[Start of section]

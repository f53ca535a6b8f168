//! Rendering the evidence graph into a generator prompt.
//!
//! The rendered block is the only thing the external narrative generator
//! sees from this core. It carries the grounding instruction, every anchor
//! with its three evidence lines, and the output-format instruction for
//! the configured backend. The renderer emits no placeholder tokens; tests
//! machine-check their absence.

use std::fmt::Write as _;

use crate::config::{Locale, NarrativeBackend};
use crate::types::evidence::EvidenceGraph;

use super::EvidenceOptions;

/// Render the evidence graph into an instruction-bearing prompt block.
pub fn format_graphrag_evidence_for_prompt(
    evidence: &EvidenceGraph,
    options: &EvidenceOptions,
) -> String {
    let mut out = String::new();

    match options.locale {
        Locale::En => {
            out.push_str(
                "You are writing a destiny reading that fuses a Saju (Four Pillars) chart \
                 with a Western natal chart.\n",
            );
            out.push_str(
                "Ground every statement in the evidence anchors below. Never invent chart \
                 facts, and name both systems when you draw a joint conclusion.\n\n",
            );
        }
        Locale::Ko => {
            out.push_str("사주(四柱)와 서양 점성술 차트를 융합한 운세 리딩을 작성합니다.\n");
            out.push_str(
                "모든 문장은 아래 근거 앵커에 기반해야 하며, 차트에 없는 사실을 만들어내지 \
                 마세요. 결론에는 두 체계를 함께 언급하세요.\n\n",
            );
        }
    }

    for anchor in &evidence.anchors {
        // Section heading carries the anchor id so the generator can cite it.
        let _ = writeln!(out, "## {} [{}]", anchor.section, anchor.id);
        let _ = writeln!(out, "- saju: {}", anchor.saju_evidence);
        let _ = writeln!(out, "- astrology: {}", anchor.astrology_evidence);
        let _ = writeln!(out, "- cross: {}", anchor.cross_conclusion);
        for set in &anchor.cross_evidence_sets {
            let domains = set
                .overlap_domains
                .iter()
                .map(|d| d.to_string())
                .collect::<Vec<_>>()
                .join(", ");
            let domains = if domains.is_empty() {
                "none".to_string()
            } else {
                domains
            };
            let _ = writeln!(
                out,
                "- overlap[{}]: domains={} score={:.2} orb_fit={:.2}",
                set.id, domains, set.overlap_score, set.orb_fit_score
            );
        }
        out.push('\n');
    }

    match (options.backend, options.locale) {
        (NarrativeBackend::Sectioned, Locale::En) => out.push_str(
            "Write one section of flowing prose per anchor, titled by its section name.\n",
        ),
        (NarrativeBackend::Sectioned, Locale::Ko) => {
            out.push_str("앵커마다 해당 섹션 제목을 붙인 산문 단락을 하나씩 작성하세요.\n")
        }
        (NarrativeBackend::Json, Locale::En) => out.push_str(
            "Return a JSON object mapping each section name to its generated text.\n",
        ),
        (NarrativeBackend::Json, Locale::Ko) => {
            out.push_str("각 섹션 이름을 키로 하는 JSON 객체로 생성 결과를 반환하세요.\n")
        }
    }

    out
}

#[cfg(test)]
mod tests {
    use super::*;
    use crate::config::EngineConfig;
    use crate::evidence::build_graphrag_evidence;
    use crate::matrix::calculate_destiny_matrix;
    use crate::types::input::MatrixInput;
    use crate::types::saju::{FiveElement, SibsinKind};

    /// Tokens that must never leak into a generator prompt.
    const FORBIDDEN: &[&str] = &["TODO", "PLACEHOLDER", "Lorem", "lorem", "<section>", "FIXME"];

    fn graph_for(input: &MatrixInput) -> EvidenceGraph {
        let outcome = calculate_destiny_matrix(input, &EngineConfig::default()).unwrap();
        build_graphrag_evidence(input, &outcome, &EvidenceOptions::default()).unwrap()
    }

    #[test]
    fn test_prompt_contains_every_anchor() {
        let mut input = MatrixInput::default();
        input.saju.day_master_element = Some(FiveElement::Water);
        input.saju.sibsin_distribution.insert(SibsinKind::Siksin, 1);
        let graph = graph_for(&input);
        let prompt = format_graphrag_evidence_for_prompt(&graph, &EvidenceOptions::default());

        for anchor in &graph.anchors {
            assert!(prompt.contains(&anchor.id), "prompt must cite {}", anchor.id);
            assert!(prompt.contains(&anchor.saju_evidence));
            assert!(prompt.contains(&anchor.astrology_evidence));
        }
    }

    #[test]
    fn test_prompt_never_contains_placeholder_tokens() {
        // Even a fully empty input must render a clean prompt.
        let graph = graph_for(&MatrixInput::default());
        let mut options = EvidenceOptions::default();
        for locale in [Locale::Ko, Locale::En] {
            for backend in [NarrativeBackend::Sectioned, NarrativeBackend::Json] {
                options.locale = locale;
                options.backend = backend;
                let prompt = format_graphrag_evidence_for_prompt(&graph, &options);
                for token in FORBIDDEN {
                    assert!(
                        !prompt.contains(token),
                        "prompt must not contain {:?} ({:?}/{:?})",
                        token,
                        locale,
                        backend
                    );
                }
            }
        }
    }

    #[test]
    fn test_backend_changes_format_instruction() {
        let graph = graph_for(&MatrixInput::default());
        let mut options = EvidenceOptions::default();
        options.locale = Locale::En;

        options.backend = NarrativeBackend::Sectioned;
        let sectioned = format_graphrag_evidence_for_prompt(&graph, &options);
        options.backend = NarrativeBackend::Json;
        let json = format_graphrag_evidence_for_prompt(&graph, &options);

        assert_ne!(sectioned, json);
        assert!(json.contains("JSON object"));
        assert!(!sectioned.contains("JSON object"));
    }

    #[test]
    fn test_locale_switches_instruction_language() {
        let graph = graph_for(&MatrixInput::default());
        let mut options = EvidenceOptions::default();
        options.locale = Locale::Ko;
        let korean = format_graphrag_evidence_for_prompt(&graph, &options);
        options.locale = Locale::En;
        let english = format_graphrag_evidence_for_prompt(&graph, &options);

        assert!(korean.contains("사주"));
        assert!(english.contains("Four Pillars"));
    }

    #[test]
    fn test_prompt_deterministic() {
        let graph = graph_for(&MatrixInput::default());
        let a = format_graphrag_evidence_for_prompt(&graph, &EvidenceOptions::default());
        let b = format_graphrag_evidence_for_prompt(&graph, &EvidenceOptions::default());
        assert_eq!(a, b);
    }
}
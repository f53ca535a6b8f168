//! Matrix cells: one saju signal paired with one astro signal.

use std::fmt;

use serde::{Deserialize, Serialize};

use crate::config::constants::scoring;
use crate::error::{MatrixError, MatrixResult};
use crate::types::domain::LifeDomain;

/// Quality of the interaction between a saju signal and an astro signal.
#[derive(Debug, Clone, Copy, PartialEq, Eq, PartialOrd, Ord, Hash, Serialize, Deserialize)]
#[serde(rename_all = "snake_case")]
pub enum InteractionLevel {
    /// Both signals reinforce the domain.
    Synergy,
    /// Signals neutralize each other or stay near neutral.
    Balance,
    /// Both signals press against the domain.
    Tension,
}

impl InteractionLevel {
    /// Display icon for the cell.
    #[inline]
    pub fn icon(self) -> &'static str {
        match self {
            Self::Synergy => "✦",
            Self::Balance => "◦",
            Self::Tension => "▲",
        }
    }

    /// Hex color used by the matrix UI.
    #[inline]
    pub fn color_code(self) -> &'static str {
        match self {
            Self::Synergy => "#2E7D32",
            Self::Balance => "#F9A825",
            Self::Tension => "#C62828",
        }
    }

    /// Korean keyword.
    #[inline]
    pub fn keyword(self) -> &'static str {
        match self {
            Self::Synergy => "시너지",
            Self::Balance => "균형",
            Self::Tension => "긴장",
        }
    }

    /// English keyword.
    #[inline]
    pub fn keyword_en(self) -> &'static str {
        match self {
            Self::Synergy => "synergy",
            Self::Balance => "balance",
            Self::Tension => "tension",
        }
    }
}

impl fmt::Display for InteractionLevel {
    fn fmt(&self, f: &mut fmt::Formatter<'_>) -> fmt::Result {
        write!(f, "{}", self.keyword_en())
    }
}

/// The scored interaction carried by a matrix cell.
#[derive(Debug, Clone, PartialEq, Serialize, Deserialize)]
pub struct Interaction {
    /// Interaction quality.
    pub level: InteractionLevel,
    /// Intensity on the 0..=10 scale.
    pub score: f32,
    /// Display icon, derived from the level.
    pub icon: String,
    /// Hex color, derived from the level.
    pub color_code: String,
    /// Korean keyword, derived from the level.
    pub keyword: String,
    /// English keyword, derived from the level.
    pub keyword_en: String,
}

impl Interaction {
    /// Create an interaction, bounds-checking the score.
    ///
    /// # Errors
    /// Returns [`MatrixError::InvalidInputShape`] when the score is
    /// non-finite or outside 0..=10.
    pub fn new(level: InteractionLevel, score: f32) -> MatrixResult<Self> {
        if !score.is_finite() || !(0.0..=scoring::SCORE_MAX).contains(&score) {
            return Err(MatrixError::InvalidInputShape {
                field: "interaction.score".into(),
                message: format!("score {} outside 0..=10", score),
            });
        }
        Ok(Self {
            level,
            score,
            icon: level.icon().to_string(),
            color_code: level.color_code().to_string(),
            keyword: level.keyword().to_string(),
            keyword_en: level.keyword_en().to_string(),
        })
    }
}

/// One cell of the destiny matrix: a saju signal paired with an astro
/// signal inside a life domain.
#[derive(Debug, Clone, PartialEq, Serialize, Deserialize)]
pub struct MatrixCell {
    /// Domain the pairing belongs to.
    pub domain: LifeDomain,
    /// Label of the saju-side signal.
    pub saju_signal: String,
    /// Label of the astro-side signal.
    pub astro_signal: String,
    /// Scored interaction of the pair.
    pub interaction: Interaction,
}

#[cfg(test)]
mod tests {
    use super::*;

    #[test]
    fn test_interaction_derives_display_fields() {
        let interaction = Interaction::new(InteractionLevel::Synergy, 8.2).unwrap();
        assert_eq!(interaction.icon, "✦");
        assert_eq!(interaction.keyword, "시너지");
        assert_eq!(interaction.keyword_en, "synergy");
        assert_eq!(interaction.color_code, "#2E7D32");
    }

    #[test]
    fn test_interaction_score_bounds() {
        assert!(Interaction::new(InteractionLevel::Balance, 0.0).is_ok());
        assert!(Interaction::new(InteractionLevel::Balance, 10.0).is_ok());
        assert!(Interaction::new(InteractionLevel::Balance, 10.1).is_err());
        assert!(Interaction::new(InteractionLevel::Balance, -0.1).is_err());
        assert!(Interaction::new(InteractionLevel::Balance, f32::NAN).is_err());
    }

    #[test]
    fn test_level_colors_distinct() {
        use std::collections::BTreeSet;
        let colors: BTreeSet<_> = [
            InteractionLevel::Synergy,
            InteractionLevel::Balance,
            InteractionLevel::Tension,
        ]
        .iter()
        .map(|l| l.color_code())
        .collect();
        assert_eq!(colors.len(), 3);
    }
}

[End of section]
[Start of section]

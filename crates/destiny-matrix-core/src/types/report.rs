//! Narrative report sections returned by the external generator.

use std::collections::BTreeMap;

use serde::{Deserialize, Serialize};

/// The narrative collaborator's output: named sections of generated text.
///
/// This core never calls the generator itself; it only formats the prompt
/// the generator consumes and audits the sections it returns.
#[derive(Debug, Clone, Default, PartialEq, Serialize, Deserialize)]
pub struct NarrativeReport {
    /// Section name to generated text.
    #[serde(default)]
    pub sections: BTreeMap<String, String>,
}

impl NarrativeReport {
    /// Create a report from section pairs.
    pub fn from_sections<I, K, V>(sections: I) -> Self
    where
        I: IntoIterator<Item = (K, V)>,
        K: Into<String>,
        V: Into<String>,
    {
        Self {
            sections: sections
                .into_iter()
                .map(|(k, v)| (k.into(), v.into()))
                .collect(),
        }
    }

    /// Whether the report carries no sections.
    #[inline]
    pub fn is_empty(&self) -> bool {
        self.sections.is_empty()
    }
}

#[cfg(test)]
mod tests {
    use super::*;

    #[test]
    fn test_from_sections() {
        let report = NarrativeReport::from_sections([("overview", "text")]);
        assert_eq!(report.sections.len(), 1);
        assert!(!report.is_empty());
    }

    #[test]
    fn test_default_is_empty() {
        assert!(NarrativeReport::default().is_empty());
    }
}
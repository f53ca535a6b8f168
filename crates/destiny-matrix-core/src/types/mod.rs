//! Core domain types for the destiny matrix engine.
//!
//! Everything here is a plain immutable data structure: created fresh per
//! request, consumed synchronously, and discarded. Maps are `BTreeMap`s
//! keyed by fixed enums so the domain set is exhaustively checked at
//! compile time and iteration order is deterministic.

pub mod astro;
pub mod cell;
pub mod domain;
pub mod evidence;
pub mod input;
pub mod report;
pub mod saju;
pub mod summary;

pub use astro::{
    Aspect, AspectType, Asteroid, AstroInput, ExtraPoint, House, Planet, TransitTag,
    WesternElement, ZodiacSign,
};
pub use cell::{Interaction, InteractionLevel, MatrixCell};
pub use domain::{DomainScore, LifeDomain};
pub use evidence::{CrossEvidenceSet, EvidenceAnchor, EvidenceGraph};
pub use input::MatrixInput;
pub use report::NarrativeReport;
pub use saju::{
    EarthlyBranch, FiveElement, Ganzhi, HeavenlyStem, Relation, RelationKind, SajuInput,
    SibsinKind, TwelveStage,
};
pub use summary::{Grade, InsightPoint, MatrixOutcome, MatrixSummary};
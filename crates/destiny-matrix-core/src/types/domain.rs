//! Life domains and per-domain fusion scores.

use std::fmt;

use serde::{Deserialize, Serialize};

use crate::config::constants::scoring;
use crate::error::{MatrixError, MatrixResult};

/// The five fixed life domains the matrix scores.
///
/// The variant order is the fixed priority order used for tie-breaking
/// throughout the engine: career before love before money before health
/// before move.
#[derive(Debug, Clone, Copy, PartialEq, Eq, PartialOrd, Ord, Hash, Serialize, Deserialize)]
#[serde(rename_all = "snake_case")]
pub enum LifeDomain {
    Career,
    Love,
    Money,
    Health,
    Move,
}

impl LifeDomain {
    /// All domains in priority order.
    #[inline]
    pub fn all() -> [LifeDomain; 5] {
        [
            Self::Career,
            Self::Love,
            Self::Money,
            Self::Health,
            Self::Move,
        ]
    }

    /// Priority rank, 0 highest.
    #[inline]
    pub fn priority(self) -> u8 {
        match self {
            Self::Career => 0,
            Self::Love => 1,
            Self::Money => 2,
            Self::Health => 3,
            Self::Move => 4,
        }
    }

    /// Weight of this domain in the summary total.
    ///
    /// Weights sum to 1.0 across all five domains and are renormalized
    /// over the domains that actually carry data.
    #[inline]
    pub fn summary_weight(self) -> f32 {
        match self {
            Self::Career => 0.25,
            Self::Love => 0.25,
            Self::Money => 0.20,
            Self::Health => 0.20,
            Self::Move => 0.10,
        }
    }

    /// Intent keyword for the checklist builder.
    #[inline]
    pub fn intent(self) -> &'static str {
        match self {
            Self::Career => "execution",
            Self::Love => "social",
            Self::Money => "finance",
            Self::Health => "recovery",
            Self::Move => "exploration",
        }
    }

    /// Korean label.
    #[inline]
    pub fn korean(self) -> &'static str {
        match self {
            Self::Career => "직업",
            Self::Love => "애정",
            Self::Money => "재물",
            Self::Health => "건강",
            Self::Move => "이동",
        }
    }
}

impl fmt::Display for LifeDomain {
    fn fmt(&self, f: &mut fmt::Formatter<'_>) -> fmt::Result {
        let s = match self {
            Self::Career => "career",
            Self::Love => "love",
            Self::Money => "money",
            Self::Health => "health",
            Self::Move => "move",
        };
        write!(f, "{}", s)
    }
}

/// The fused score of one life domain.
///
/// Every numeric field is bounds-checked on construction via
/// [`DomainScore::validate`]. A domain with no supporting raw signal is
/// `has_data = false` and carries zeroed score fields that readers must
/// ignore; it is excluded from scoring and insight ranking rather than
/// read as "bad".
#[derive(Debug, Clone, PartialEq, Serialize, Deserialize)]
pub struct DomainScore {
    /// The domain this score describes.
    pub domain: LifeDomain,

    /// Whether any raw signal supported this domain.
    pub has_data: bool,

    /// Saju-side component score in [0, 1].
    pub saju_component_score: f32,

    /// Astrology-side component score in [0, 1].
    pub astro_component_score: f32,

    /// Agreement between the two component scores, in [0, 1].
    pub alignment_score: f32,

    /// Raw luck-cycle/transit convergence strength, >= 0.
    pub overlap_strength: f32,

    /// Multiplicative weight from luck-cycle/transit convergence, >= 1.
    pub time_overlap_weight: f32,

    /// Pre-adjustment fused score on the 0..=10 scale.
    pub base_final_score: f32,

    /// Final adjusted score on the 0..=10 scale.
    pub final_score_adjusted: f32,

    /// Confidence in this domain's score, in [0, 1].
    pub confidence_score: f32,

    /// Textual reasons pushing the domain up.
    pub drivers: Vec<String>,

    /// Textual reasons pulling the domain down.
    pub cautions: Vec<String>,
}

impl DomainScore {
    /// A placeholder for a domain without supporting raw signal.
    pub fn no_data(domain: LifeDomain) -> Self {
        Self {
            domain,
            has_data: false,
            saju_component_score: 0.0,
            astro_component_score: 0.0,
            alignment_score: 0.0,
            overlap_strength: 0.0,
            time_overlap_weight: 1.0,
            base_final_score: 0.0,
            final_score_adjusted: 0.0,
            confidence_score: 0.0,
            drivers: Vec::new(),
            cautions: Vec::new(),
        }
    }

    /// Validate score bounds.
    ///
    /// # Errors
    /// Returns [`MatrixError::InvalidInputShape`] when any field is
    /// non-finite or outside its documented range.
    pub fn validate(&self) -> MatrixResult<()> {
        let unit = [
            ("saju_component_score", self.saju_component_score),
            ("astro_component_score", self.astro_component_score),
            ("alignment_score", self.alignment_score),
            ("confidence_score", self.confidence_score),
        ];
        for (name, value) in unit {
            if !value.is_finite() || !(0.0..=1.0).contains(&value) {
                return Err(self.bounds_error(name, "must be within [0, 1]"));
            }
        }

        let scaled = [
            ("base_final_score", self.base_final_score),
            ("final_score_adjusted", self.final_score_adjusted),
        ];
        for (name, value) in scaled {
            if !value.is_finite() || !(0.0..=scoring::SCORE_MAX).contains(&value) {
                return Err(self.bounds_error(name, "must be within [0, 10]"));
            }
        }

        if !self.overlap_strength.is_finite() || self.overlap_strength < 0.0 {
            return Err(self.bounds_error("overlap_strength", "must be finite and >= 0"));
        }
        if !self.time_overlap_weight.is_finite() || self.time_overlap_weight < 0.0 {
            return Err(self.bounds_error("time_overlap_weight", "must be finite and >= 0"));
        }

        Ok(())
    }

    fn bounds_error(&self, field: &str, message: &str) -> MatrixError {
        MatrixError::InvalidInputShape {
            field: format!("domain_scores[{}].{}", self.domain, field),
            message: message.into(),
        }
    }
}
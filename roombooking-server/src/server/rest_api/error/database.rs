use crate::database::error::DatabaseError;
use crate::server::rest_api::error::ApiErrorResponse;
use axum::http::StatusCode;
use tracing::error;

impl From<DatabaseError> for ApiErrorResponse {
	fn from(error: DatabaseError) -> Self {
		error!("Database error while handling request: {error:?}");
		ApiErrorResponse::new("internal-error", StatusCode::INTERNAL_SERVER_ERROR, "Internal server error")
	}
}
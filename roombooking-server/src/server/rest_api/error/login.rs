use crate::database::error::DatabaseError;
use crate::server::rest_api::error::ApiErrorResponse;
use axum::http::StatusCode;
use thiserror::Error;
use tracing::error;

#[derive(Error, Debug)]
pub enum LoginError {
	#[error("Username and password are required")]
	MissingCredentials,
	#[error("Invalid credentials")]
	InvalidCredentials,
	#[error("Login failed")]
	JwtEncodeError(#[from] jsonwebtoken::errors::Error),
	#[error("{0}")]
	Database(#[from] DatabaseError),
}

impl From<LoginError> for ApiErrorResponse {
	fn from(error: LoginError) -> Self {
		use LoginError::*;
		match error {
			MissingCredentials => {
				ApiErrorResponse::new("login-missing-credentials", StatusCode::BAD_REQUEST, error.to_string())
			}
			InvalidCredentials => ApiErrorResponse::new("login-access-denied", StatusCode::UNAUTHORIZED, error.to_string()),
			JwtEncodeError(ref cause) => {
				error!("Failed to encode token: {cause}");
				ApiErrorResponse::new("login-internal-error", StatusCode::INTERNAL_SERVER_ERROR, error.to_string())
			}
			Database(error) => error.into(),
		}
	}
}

[End of section]

— What this task involves —
Return only those lines of the records that contain the string "Whether".

— Written answer —
    /// Whether the report carries no sections.
    /// Whether any raw signal supported this domain.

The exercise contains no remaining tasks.